The Oscar Hammerstein Museum and Theatre Education Center in Doylestown recently received a $500,000 matching grant from Pennsylvania’s Redevelopment Assistance Capital Program. The grant will help renovate the farmhouse, barn and the five acres they sit on, near Route 202.
The mantra in “Field of Dreams” is, “If you build it, they will come.” According to Greg Roth, president of the board, this effort is the exact opposite.
“People are coming from all over — literally — and have been before COVID and just showing up to say, ‘Where were these songs, known the world over, where were they written? I want to see more, I want to do more, I want to walk the grounds.
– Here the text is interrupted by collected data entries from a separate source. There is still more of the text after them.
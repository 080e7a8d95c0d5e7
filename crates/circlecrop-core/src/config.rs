//! Pipeline configuration.
//!
//! Every field has a default matching the stock web app, and missing fields
//! fall back to those defaults when deserialising, so the JavaScript side can
//! pass a partial object such as `{ jpegQuality: 90 }`.

use serde::{Deserialize, Serialize};

use crate::decode::{FilterType, DEFAULT_MAX_UPLOAD_BYTES};
use crate::encode::{FormatPolicy, PdfPageSpec};

#[derive(Debug, Clone, PartialEq, Serialize, Deserialize)]
#[serde(default, rename_all = "camelCase")]
pub struct PipelineConfig {
    /// Advisory upload ceiling in bytes; larger files are loaded with a warning.
    pub max_upload_bytes: u64,
    /// Download name without extension.
    pub file_base_name: String,
    /// JPEG quality (1-100).
    pub jpeg_quality: u8,
    /// Filter used by the fixed-size resize policies.
    pub resize_filter: FilterType,
    pub pdf_page_width_mm: f32,
    pub pdf_page_height_mm: f32,
    pub pdf_dpi: f32,
}

impl Default for PipelineConfig {
    fn default() -> Self {
        Self {
            max_upload_bytes: DEFAULT_MAX_UPLOAD_BYTES,
            file_base_name: "cropped-image".to_string(),
            jpeg_quality: 100,
            resize_filter: FilterType::Bilinear,
            pdf_page_width_mm: PdfPageSpec::A4.width_mm,
            pdf_page_height_mm: PdfPageSpec::A4.height_mm,
            pdf_dpi: PdfPageSpec::A4.dpi,
        }
    }
}

impl PipelineConfig {
    /// Download name for a format, e.g. `cropped-image.jpg`.
    pub fn file_name(&self, format: FormatPolicy) -> String {
        format!("{}.{}", self.file_base_name, format.extension())
    }

    pub fn pdf_page(&self) -> PdfPageSpec {
        PdfPageSpec {
            width_mm: self.pdf_page_width_mm,
            height_mm: self.pdf_page_height_mm,
            dpi: self.pdf_dpi,
        }
    }
}

#[cfg(test)]
mod tests {
    use super::*;

    #[test]
    fn test_defaults() {
        let config = PipelineConfig::default();
        assert_eq!(config.max_upload_bytes, 10 * 1024 * 1024);
        assert_eq!(config.jpeg_quality, 100);
        assert_eq!(config.pdf_page(), PdfPageSpec::A4);
    }

    #[test]
    fn test_file_names() {
        let config = PipelineConfig::default();
        assert_eq!(config.file_name(FormatPolicy::Png), "cropped-image.png");
        assert_eq!(config.file_name(FormatPolicy::Jpeg), "cropped-image.jpg");
        assert_eq!(config.file_name(FormatPolicy::Pdf), "cropped-image.pdf");
    }

    #[test]
    fn test_custom_base_name() {
        let mut config = PipelineConfig::default();
        config.file_base_name = "avatar".to_string();
        assert_eq!(config.file_name(FormatPolicy::Png), "avatar.png");
    }
}
//! Output resizing according to the selected size policy.
//!
//! The rendered circle is square, so the fixed sizes stretch each axis to
//! the target independently; for square input that is the same as a uniform
//! scale. All functions return new rasters without modifying the input.

use std::fmt;
use std::str::FromStr;

use serde::{Deserialize, Serialize};

use crate::decode::{DecodeError, FilterType, RasterImage};
use crate::error::ParsePolicyError;

/// Target dimensions for the exported image.
#[derive(Debug, Clone, Copy, PartialEq, Eq, Default, Serialize, Deserialize)]
pub enum SizePolicy {
    /// Keep the rendered size.
    #[default]
    #[serde(rename = "original")]
    Original,
    /// 256 x 256 pixels.
    #[serde(rename = "256")]
    Fixed256,
    /// 1080 x 1080 pixels.
    #[serde(rename = "1080")]
    Fixed1080,
}

impl SizePolicy {
    /// Square side for fixed policies, `None` for `Original`.
    pub fn target_dimension(self) -> Option<u32> {
        match self {
            SizePolicy::Original => None,
            SizePolicy::Fixed256 => Some(256),
            SizePolicy::Fixed1080 => Some(1080),
        }
    }

    pub fn as_str(self) -> &'static str {
        match self {
            SizePolicy::Original => "original",
            SizePolicy::Fixed256 => "256",
            SizePolicy::Fixed1080 => "1080",
        }
    }
}

impl fmt::Display for SizePolicy {
    fn fmt(&self, f: &mut fmt::Formatter<'_>) -> fmt::Result {
        f.write_str(self.as_str())
    }
}

impl FromStr for SizePolicy {
    type Err = ParsePolicyError;

    fn from_str(s: &str) -> Result<Self, Self::Err> {
        match s.trim().to_ascii_lowercase().as_str() {
            "original" => Ok(SizePolicy::Original),
            "256" => Ok(SizePolicy::Fixed256),
            "1080" => Ok(SizePolicy::Fixed1080),
            _ => Err(ParsePolicyError::new("size", s)),
        }
    }
}

/// Apply a size policy to a rendered raster.
///
/// `Original` returns a copy with the same dimensions; fixed policies return
/// exactly `d x d`.
///
/// # Errors
///
/// Returns `DecodeError::CorruptedFile` if the pixel buffer does not match the
/// raster's dimensions.
pub fn apply_size_policy(
    image: &RasterImage,
    policy: SizePolicy,
    filter: FilterType,
) -> Result<RasterImage, DecodeError> {
    match policy.target_dimension() {
        None => resize(image, image.width, image.height, filter),
        Some(side) => {
            if image.width != image.height {
                log::warn!(
                    "stretching non-square {}x{} raster to {side}x{side}",
                    image.width,
                    image.height
                );
            }
            resize(image, side, side, filter)
        }
    }
}

/// Resize an image to exact dimensions.
///
/// # Errors
///
/// Returns `DecodeError::InvalidFormat` for a zero target dimension and
/// `DecodeError::CorruptedFile` if the source buffer cannot be wrapped.
pub fn resize(
    image: &RasterImage,
    width: u32,
    height: u32,
    filter: FilterType,
) -> Result<RasterImage, DecodeError> {
    if width == 0 || height == 0 {
        return Err(DecodeError::InvalidFormat);
    }

    let rgba = image
        .to_rgba_image()
        .ok_or_else(|| DecodeError::CorruptedFile("Failed to create RgbaImage".to_string()))?;

    // Fast path: if dimensions match, just hand back the copy
    if image.width == width && image.height == height {
        return Ok(RasterImage::from_rgba_image(rgba));
    }

    let resized = image::imageops::resize(&rgba, width, height, filter.to_image_filter());

    log::debug!(
        "resized {}x{} -> {}x{} ({:?})",
        image.width,
        image.height,
        width,
        height,
        filter
    );

    Ok(RasterImage::from_rgba_image(resized))
}

#[cfg(test)]
mod tests {
    use super::*;

    fn create_test_image(width: u32, height: u32) -> RasterImage {
        let mut pixels = Vec::with_capacity((width * height * 4) as usize);
        for y in 0..height {
            for x in 0..width {
                pixels.push(((x * 255) / width.max(1)) as u8);
                pixels.push(((y * 255) / height.max(1)) as u8);
                pixels.push(128);
                pixels.push(if (x + y) % 2 == 0 { 255 } else { 0 });
            }
        }
        RasterImage::new(width, height, pixels)
    }

    #[test]
    fn test_policy_dimensions() {
        assert_eq!(SizePolicy::Original.target_dimension(), None);
        assert_eq!(SizePolicy::Fixed256.target_dimension(), Some(256));
        assert_eq!(SizePolicy::Fixed1080.target_dimension(), Some(1080));
    }

    #[test]
    fn test_policy_parse() {
        assert_eq!("original".parse::<SizePolicy>().unwrap(), SizePolicy::Original);
        assert_eq!("256".parse::<SizePolicy>().unwrap(), SizePolicy::Fixed256);
        assert_eq!(" 1080 ".parse::<SizePolicy>().unwrap(), SizePolicy::Fixed1080);
        assert!("512".parse::<SizePolicy>().is_err());
    }

    #[test]
    fn test_policy_display_round_trips() {
        for policy in [SizePolicy::Original, SizePolicy::Fixed256, SizePolicy::Fixed1080] {
            assert_eq!(policy.to_string().parse::<SizePolicy>().unwrap(), policy);
        }
    }

    #[test]
    fn test_original_keeps_pixels() {
        let img = create_test_image(80, 80);
        let out = apply_size_policy(&img, SizePolicy::Original, FilterType::Bilinear).unwrap();
        assert_eq!(out, img);
    }

    #[test]
    fn test_fixed_256() {
        let img = create_test_image(800, 800);
        let out = apply_size_policy(&img, SizePolicy::Fixed256, FilterType::Bilinear).unwrap();
        assert_eq!((out.width, out.height), (256, 256));
        assert_eq!(out.pixels.len(), 256 * 256 * 4);
    }

    #[test]
    fn test_fixed_1080_upscales() {
        let img = create_test_image(100, 100);
        let out = apply_size_policy(&img, SizePolicy::Fixed1080, FilterType::Nearest).unwrap();
        assert_eq!((out.width, out.height), (1080, 1080));
    }

    #[test]
    fn test_fixed_stretches_non_square() {
        let img = create_test_image(300, 100);
        let out = apply_size_policy(&img, SizePolicy::Fixed256, FilterType::Bilinear).unwrap();
        assert_eq!((out.width, out.height), (256, 256));
    }

    #[test]
    fn test_resize_zero_dimensions_error() {
        let img = create_test_image(10, 10);
        assert!(resize(&img, 0, 5, FilterType::Bilinear).is_err());
        assert!(resize(&img, 5, 0, FilterType::Bilinear).is_err());
    }

    #[test]
    fn test_resize_bad_buffer_error() {
        let img = RasterImage {
            width: 10,
            height: 10,
            pixels: vec![0u8; 7],
        };
        let result = apply_size_policy(&img, SizePolicy::Fixed256, FilterType::Bilinear);
        assert!(matches!(result, Err(DecodeError::CorruptedFile(_))));
    }

    #[test]
    fn test_resize_keeps_transparency() {
        let img = RasterImage::transparent(64, 64).unwrap();
        let out = apply_size_policy(&img, SizePolicy::Fixed256, FilterType::Lanczos3).unwrap();
        assert!(out.pixels.chunks_exact(4).all(|p| p[3] == 0));
    }
}

// ============================================================================
// Property-Based Tests
// ============================================================================

#[cfg(test)]
mod proptests {
    use super::*;
    use proptest::prelude::*;

    fn policy_strategy() -> impl Strategy<Value = SizePolicy> {
        prop_oneof![
            Just(SizePolicy::Original),
            Just(SizePolicy::Fixed256),
            Just(SizePolicy::Fixed1080),
        ]
    }

    proptest! {
        #![proptest_config(ProptestConfig::with_cases(24))]

        /// Property: Fixed policies always produce exactly the target size.
        #[test]
        fn prop_fixed_policy_exact_size(
            (width, height) in (1u32..=64, 1u32..=64),
            policy in policy_strategy(),
        ) {
            let img = RasterImage::transparent(width, height).unwrap();
            let out = apply_size_policy(&img, policy, FilterType::Nearest).unwrap();

            let expected = policy.target_dimension().map_or((width, height), |d| (d, d));
            prop_assert_eq!((out.width, out.height), expected);
        }

        /// Property: Re-applying "original" keeps the dimensions.
        #[test]
        fn prop_original_idempotent(
            (width, height) in (1u32..=64, 1u32..=64),
        ) {
            let img = RasterImage::transparent(width, height).unwrap();
            let once = apply_size_policy(&img, SizePolicy::Original, FilterType::Bilinear).unwrap();
            let twice = apply_size_policy(&once, SizePolicy::Original, FilterType::Bilinear).unwrap();

            prop_assert_eq!((once.width, once.height), (width, height));
            prop_assert_eq!((twice.width, twice.height), (once.width, once.height));
        }
    }
}
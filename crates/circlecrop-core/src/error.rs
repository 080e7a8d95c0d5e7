//! Crate-level error types.

use thiserror::Error;

use crate::decode::DecodeError;
use crate::encode::EncodeError;
use crate::geometry::CropRect;
use crate::session::Phase;

/// Errors surfaced by the crop pipeline and session.
#[derive(Debug, Error)]
pub enum CropError {
    /// The uploaded bytes could not be decoded.
    #[error(transparent)]
    Decode(#[from] DecodeError),

    /// The result could not be encoded for download.
    #[error(transparent)]
    Encode(#[from] EncodeError),

    /// A render was requested before the crop widget reported any geometry.
    #[error("No crop area has been selected yet")]
    MissingGeometry,

    /// The reported crop rectangle has a non-positive or non-finite size.
    #[error("Invalid crop area: {0:?}")]
    InvalidGeometry(CropRect),

    /// The operation is not available in the current session phase.
    #[error("Cannot {operation} while the session is {phase}")]
    InvalidPhase {
        operation: &'static str,
        phase: Phase,
    },
}

/// A size or format policy string that does not name a known policy.
#[derive(Debug, Clone, PartialEq, Eq, Error)]
#[error("Unknown {kind} policy: {value:?}")]
pub struct ParsePolicyError {
    kind: &'static str,
    value: String,
}

impl ParsePolicyError {
    pub(crate) fn new(kind: &'static str, value: &str) -> Self {
        Self {
            kind,
            value: value.to_string(),
        }
    }
}

#[cfg(test)]
mod tests {
    use super::*;

    #[test]
    fn test_error_display() {
        assert_eq!(
            CropError::MissingGeometry.to_string(),
            "No crop area has been selected yet"
        );

        let err = CropError::InvalidPhase {
            operation: "export",
            phase: Phase::Cropping,
        };
        assert_eq!(err.to_string(), "Cannot export while the session is cropping");

        let err = CropError::from(DecodeError::InvalidFormat);
        assert_eq!(err.to_string(), "Invalid or unsupported image format");
    }

    #[test]
    fn test_parse_policy_error_display() {
        let err = ParsePolicyError::new("format", "gif");
        assert_eq!(err.to_string(), "Unknown format policy: \"gif\"");
    }
}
I want to go into his home, Oscar Hammerstein’s home.’ So we as a board said, ‘We need to get this thing converted and built,’ ” he said.
That idea to turn the farm into a museum was conceived eight years ago. Most of the money raised to date has been used to engage attorneys and architects. Doylestown Township recently lifted the last barrier to preserving the property. Roth said the next step is buying the land.
Hammerstein’s home, Highland Farms, is currently operating as a bed and breakfast and has rooms named after four of his best-known plays: “South Pacific,” “Carousel,” “The King and I,” and “Oklahoma!”
The overall plan is to preserve the barn and turn it into an education center, welcome center and and theater arts studio space.
The board wants to raise $2 million by this summer, and another $3 million in 2022. A ribbon-cutting is tentatively planned for 2023.
“We are very much in the fundraising mode,” said Roth. “We are talking to individuals who have a keen interest in musical theater and theater arts, and we are pleased to say we’re getting tremendous interest, not only from the greater Philadelphia area, but from all over the country.”
The center also recently announced its members of the honorary advisory board, which includes actress Shirley Jones, who had a small role in “South Pacific” and went on to star in “Oklahoma!” and “Carousel”; actress and author Mariel Hemingway; English actor and performer Gerald Dickens; and National Medal of Arts recipient and Grammy-nominated composer Morten Lauridsen.
Roth, optimistic about the future of the museum, tipped his hat to one of Hammerstein’s best-known songs: “While we are climbing every mountain together, we finally see the end very much in sight.”